*** The data Section Begins ***

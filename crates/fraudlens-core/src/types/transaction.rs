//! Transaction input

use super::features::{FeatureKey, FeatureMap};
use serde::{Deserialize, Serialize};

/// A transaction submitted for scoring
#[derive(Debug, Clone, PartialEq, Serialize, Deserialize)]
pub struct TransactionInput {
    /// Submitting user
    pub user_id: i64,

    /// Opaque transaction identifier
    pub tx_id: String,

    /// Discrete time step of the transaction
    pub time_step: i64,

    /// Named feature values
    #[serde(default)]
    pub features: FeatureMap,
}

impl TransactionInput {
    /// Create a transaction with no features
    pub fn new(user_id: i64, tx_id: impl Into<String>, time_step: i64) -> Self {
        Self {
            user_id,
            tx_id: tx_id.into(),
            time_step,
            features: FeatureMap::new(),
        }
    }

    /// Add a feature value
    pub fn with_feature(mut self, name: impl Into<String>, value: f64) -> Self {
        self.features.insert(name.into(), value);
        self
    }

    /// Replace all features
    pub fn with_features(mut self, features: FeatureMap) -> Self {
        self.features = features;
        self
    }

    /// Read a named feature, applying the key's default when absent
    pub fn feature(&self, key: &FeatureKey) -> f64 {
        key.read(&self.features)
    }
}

*** The data Section Ends ***
*** The data Section Begins ***

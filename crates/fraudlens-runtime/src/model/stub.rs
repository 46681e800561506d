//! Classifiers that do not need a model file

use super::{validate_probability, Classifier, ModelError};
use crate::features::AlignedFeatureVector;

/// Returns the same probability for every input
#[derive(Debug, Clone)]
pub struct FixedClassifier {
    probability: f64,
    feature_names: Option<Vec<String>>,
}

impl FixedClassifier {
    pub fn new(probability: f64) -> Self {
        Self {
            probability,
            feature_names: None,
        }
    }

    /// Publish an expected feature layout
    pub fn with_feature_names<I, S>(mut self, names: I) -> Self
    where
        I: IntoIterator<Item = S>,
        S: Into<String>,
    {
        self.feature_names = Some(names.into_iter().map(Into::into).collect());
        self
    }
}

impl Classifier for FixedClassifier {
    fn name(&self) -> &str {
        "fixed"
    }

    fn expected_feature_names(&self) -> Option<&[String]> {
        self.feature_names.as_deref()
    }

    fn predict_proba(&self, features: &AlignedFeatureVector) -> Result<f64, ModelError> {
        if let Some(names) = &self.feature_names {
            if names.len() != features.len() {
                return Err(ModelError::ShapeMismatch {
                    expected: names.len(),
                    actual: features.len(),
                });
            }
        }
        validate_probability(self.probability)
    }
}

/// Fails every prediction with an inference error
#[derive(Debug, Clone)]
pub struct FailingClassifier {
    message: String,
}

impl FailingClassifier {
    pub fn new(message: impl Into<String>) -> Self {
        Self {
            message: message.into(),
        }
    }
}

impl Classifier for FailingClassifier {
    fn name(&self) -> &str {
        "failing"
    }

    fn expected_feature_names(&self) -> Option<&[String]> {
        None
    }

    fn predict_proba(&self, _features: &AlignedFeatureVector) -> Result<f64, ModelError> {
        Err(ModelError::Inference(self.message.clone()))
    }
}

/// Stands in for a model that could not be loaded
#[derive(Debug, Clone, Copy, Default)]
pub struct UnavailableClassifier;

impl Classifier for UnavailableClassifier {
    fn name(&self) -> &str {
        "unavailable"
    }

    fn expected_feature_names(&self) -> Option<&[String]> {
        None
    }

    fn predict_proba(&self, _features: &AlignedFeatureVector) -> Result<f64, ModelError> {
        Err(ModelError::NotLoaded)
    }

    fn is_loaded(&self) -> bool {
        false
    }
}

*** The data Section Ends ***
*** The data Section Begins ***

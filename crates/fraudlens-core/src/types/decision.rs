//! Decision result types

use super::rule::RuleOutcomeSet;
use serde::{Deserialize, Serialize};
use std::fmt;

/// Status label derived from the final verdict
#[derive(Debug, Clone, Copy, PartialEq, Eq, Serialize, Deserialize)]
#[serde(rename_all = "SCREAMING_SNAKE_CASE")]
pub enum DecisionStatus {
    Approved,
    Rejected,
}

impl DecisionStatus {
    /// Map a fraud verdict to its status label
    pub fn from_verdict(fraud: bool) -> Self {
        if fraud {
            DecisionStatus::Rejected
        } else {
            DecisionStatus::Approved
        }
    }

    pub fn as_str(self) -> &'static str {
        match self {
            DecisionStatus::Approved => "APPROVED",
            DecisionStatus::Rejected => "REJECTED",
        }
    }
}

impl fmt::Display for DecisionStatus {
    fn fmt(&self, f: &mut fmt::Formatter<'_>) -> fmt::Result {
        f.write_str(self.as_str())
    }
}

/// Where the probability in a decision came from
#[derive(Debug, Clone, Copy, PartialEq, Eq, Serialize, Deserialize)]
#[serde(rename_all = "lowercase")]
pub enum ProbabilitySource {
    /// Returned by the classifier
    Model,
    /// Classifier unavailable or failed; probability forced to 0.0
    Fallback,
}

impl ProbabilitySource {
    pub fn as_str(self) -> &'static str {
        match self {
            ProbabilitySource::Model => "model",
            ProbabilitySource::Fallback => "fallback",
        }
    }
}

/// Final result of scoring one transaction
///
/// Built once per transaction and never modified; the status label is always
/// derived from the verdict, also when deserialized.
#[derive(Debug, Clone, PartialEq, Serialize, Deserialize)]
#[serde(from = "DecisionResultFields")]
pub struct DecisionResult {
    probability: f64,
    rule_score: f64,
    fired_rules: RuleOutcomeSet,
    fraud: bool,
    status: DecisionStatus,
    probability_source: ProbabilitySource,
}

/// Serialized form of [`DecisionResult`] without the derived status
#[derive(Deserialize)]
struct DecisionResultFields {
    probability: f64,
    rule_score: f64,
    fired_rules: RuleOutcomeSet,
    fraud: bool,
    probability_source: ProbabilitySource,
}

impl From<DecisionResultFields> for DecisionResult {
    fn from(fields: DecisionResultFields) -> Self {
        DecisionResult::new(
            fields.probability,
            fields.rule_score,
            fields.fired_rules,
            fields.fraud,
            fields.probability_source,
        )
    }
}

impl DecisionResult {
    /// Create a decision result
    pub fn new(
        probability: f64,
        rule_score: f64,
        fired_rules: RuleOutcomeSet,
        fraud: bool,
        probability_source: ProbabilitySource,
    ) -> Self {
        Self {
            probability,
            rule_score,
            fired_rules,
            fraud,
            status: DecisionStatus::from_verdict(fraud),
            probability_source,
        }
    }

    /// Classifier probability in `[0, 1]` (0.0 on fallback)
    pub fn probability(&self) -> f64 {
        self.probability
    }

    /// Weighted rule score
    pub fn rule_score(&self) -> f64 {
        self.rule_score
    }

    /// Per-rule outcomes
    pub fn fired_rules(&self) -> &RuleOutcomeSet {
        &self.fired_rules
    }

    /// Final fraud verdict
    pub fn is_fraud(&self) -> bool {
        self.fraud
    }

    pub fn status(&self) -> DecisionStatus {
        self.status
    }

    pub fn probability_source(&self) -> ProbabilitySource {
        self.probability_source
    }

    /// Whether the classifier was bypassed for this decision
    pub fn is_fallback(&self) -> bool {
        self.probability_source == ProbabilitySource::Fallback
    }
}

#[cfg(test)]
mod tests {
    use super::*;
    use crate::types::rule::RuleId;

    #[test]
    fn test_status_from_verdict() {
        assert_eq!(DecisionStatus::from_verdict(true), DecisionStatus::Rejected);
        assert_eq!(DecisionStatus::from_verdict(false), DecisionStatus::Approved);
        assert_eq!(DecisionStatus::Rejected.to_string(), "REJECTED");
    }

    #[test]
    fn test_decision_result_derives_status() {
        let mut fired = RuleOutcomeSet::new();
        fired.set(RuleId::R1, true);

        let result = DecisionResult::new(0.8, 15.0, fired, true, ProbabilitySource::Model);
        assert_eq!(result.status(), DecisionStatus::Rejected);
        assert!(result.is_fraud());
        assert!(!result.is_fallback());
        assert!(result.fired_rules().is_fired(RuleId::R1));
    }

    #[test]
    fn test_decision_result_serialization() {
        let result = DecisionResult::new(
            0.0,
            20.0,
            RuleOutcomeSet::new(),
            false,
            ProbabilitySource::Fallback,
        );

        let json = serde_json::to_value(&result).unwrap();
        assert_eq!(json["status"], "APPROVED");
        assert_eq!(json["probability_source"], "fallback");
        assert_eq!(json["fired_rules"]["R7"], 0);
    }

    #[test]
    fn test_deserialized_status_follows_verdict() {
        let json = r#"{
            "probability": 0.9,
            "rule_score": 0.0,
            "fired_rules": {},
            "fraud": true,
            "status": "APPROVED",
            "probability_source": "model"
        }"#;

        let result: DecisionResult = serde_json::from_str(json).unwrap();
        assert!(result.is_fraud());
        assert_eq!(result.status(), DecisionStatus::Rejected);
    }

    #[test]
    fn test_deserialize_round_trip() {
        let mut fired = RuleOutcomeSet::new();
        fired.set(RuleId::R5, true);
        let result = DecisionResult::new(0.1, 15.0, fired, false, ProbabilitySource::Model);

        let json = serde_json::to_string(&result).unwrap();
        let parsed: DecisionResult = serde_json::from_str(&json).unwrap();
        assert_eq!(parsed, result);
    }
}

*** The data Section Ends ***

About this task: Taking the material above, extract exactly and only the lines from the line with "decision came from" to the line with "forced to 0.0", inclusive of both.

Finished task:
/// Where the probability in a decision came from
#[derive(Debug, Clone, Copy, PartialEq, Eq, Serialize, Deserialize)]
#[serde(rename_all = "lowercase")]
pub enum ProbabilitySource {
    /// Returned by the classifier
    Model,
    /// Classifier unavailable or failed; probability forced to 0.0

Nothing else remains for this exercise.